**WHAT NEEDS TO BE DONE**
Some lines of these records may hold the word "Parser"; state how many, using only the number.

*** Opening of TASK INPUTS ***

use tracing_subscriber::{prelude::*, EnvFilter, Registry};

/// Initialize tracing
///
/// Logs go to stderr; stdout carries the JSON error object read by the hook.
pub async fn init() {

    let logger = tracing_subscriber::fmt::layer()
        .compact()
        .with_writer(std::io::stderr);
    let env_filter = EnvFilter::try_from_default_env()
        .unwrap_or_else(|_| EnvFilter::new("info"));

    // Decide on layers
    let reg = Registry::default();
    reg.with(env_filter).with(logger).init();
}
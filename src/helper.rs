use crate::{Error, Result};

pub static NODE_NAME_ENV: &str = "NODE_NAME";

/// Name of the node this hook runs on: `NODE_NAME`, else the hostname.
pub fn get_my_node_name() -> Result<String> {
    if let Ok(name) = std::env::var(NODE_NAME_ENV) {
        if !name.trim().is_empty() {
            return Ok(name.trim().to_string());
        }
    }
    let raw = std::fs::read_to_string("/etc/hostname").map_err(Error::IoError)?;
    parse_hostname(&raw)
}

fn parse_hostname(raw: &str) -> Result<String> {
    let name = raw.trim_end_matches('\n').trim();
    if name.is_empty() {
        return Err(Error::OtherError("hostname is empty".to_string()));
    }
    Ok(name.to_string())
}
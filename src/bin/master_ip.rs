use bootstrap::cluster::{master_ip, nodes_api};
use bootstrap::telemetry;
use clap::Parser;
use kube::Client;

/// Print the InternalIP of the control-plane node
#[derive(Parser, Debug)]
#[command(version, about, long_about = None)]
struct Args {}

#[tokio::main]
async fn main() -> anyhow::Result<()> {
    let _args = Args::parse();
    telemetry::init().await;

    let client = Client::try_default().await?;
    let ip = master_ip(&nodes_api(client))
        .await?
        .ok_or_else(|| anyhow::anyhow!("no control-plane node with an InternalIP"))?;
    println!("{ip}");
    Ok(())
}
use std::net::Ipv4Addr;

use ipnetwork::Ipv4Network;
use tracing::*;

use crate::config::NodeConfig;
use crate::{Error, Result, cidr};

pub static INTEGRATION_BRIDGE: &str = "kbr-int";
pub static EXTERNAL_BRIDGE: &str = "kbr-ex";
pub static LOCAL_BRIDGE: &str = "kbr-local";
pub static LOCAL_BRIDGE_HWADDR: &str = "fe:00:00:00:00:20";

/// Names of the three OVS bridges on a node and the MAC pinned on the local one
#[derive(Debug, Clone, PartialEq)]
pub struct BridgeLayout {
    pub integration: String,
    pub external: String,
    pub local: String,
    pub local_hwaddr: String,
}

impl Default for BridgeLayout {
    fn default() -> Self {
        Self {
            integration: INTEGRATION_BRIDGE.to_string(),
            external: EXTERNAL_BRIDGE.to_string(),
            local: LOCAL_BRIDGE.to_string(),
            local_hwaddr: LOCAL_BRIDGE_HWADDR.to_string(),
        }
    }
}

/// Fully resolved address plan for one invocation
#[derive(Debug, Clone, PartialEq)]
pub struct NetworkConfig {
    pub pod_cidr: Ipv4Network,
    pub global_cidr: Ipv4Network,
    pub transient_cidr: Ipv4Network,
    pub transient_local_cidr: Ipv4Network,
    pub service_cidr: Ipv4Network,
    pub external_interface: Option<String>,
    pub external_gateway_ip: Option<Ipv4Addr>,
}

/// Derive the address plan from the config file and the node's pod CIDR.
///
/// The cluster-assigned pod CIDR wins over the file's `cidr`. The global
/// range is always the /16 around the pod CIDR, except that a file-sourced
/// pod CIDR honours an explicit `global_cidr`.
pub fn compute(config: &NodeConfig, cluster_pod_cidr: Option<&str>) -> Result<NetworkConfig> {
    let (pod_cidr, from_cluster) = match cluster_pod_cidr {
        Some(raw) => (cidr::parse(raw)?, true),
        None => (
            config
                .cidr
                .ok_or_else(|| Error::ConfigError("failure get CIDR: pod CIDR is not assigned".into()))?,
            false,
        ),
    };
    let global_cidr = match config.global_cidr {
        Some(global) if !from_cluster => global,
        _ => cidr::global_of(pod_cidr)?,
    };
    debug!("Pod CIDR {pod_cidr}, global CIDR {global_cidr}");
    Ok(NetworkConfig {
        pod_cidr,
        global_cidr,
        transient_cidr: config.transient_cidr,
        transient_local_cidr: config.transient_local_cidr,
        service_cidr: config.service_cidr,
        external_interface: config.external_interface.clone(),
        external_gateway_ip: config.external_gateway_ip,
    })
}

#[derive(Debug, Clone, Copy, PartialEq, Eq)]
pub enum BridgeRole {
    Integration,
    External,
    Local,
}

#[derive(Debug, Clone, Copy, PartialEq, Eq)]
pub enum OperState {
    Up,
    Down,
}

#[derive(Debug, Clone, PartialEq)]
pub struct BridgeSpec {
    pub name: String,
    pub role: BridgeRole,
    pub desired_address: Option<Ipv4Network>,
    pub desired_mac: Option<String>,
    pub state: OperState,
}

#[derive(Debug, Clone, PartialEq)]
pub struct RouteEntry {
    pub destination: Ipv4Network,
    pub bridge: String,
}

/// Everything the gateway path must converge to
#[derive(Debug, Clone, PartialEq)]
pub struct DesiredState {
    pub bridges: Vec<BridgeSpec>,
    pub routes: Vec<RouteEntry>,
}

impl DesiredState {
    pub fn new(net: &NetworkConfig, layout: &BridgeLayout) -> Result<Self> {
        let gateway = cidr::gateway_of(net.pod_cidr)?;
        let bridges = vec![
            BridgeSpec {
                name: layout.integration.clone(),
                role: BridgeRole::Integration,
                desired_address: Some(gateway),
                desired_mac: None,
                state: OperState::Up,
            },
            // Address and MAC are carried over from the uplink at reconcile time
            BridgeSpec {
                name: layout.external.clone(),
                role: BridgeRole::External,
                desired_address: None,
                desired_mac: None,
                state: OperState::Up,
            },
            BridgeSpec {
                name: layout.local.clone(),
                role: BridgeRole::Local,
                desired_address: None,
                desired_mac: Some(layout.local_hwaddr.clone()),
                state: OperState::Up,
            },
        ];
        let via = |destination: Ipv4Network, bridge: &str| RouteEntry {
            destination,
            bridge: bridge.to_string(),
        };
        let routes = vec![
            via(net.pod_cidr, &layout.integration),
            via(net.global_cidr, &layout.integration),
            via(net.transient_cidr, &layout.integration),
            via(net.service_cidr, &layout.integration),
            via(net.transient_local_cidr, &layout.local),
        ];
        Ok(Self { bridges, routes })
    }

    pub fn bridge(&self, role: BridgeRole) -> Result<&BridgeSpec> {
        self.bridges
            .iter()
            .find(|b| b.role == role)
            .ok_or_else(|| Error::OtherError(format!("no {role:?} bridge in desired state")))
    }
}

*** Close of TASK INPUTS ***

**EXERCISE OUTPUT**
2